Les aires protégées d’Afrique de l’ouest, autrefois réserves d’exploitation cynégétique, transformées en réservoirs de biodiversité par les politiques contemporaines, souffrent d’un déficit de légitimité auprès de leurs riverains. Ces derniers y voient le plus souvent de vastes domaines encore vierges d’exploitation agricole, perspective paradoxalement encouragée dans le cas ivoirien par les politiques de développement nationales misant prioritairement sur l’expansion des monocultures (cacao, hévéa…).
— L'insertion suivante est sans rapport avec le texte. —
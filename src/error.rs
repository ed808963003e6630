//! Error types for dict-cracker
//!
//! This module defines the error hierarchy for a cracking run:
//! - Configuration and CLI errors
//! - Input errors (dictionary and target files)
//! - Bounded queue misuse
//! - Worker thread errors
//! - Result sink errors
//!
//! Every variant is terminal for the run. Nothing in the core retries.

use std::path::PathBuf;
use thiserror::Error;

/// Top-level error type for the dict-cracker application
#[derive(Error, Debug)]
pub enum CrackerError {
    /// Configuration errors
    #[error("Configuration error: {0}")]
    Config(#[from] ConfigError),

    /// Dictionary or target file errors
    #[error("Input error: {0}")]
    Input(#[from] InputError),

    /// Worker/concurrency errors
    #[error("Worker error: {0}")]
    Worker(#[from] WorkerError),

    /// Result sink errors
    #[error("Output error: {0}")]
    Sink(#[from] SinkError),
}

/// Configuration and CLI errors
#[derive(Error, Debug)]
pub enum ConfigError {
    /// Invalid producer or consumer count
    #[error("Invalid {role} count {count}: must be between 1 and {max}")]
    InvalidWorkerCount {
        role: &'static str,
        count: usize,
        max: usize,
    },

    /// Invalid queue size
    #[error("Invalid queue size {size}: must be at least {min}")]
    InvalidQueueSize { size: usize, min: usize },

    /// Invalid batch size
    #[error("Invalid batch size {size}: must be between {min} and {max}")]
    InvalidBatchSize { size: usize, min: usize, max: usize },

    /// Input file missing or not a regular file
    #[error("'{path}' is an invalid file: {reason}")]
    InvalidInputPath { path: PathBuf, reason: String },

    /// Output path error
    #[error("Invalid output path '{path}': {reason}")]
    InvalidOutputPath { path: PathBuf, reason: String },
}

/// Dictionary and target parsing errors
#[derive(Error, Debug)]
pub enum InputError {
    /// Failed to read an input file
    #[error("Failed to read '{path}': {source}")]
    ReadFailed {
        path: PathBuf,
        #[source]
        source: std::io::Error,
    },

    /// Word exceeds the fixed word length
    #[error("Word '{prefix}...' is {len} bytes long, maximum is {max}")]
    WordTooLong { prefix: String, len: usize, max: usize },

    /// Word is empty or contains whitespace
    #[error("Invalid word '{word}': must be non-empty and contain no whitespace")]
    InvalidWord { word: String },

    /// A dictionary token failed validation
    #[error("Dictionary token {index}: {source}")]
    InvalidToken {
        index: usize,
        #[source]
        source: Box<InputError>,
    },

    /// Target file holds no hash value
    #[error("Failed to read hash value from '{path}'")]
    MissingTarget { path: PathBuf },

    /// Target value is not a 64-character hex string
    #[error("Invalid target digest '{value}': {reason}")]
    InvalidDigest { value: String, reason: String },
}

/// Bounded queue errors
#[derive(Error, Debug, Clone, PartialEq, Eq)]
pub enum QueueError {
    /// A batch that can never fit would block its producer forever
    #[error("Batch of {len} words exceeds queue capacity {capacity}")]
    BatchTooLarge { len: usize, capacity: usize },
}

/// Worker thread errors
#[derive(Error, Debug)]
pub enum WorkerError {
    /// Worker panicked
    #[error("{role} {id} panicked: {message}")]
    Panicked {
        role: &'static str,
        id: usize,
        message: String,
    },

    /// Worker thread could not be spawned
    #[error("Failed to spawn {role} {id}: {reason}")]
    SpawnFailed {
        role: &'static str,
        id: usize,
        reason: String,
    },

    /// Producer hit a queue error
    #[error("Producer {id} queue error: {source}")]
    Queue { id: usize, source: QueueError },
}

/// Result sink errors
#[derive(Error, Debug)]
pub enum SinkError {
    /// Failed to create or write the temporary file
    #[error("Failed to write result to '{path}': {source}")]
    WriteFailed {
        path: PathBuf,
        #[source]
        source: std::io::Error,
    },

    /// Failed to move the temporary file into place
    #[error("Failed to persist result to '{path}': {source}")]
    PersistFailed {
        path: PathBuf,
        #[source]
        source: std::io::Error,
    },
}

/// Result type alias for CrackerError
pub type Result<T> = std::result::Result<T, CrackerError>;

/// Result type alias for InputError
pub type InputResult<T> = std::result::Result<T, InputError>;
En raison de la mise à l’agenda global des pandémies d’origine zoonotique, il faut s’attendre au renforcement de ces dispositifs institutionnels.

Affiche Colloque International APACI 2023
© IRD/JEAI APACI
Ce colloque a restitué les recherches menées par la Jeune équipe associée à l’IRD (JEAI) « Aires protégées et dynamiques anthropozoonotiques en Côte d’Ivoire » (APACI) de 2019 à 2022 et les a mis en perspective avec les travaux de chercheurs externes à l’équipe.

Le Représentant de l'IRD et le co-responsable de la JEAI APACI
© IRD/Edoukou EHUI
La JEAI APACI a documenté autour de parcs nationaux ivoiriens les pratiques et politiques patrimoniales de la nature et leurs conséquences tant sociales qu’environnementales, dans un contexte transformé par les crises politiques et militaires qui se sont succédées de 2002 à 2011.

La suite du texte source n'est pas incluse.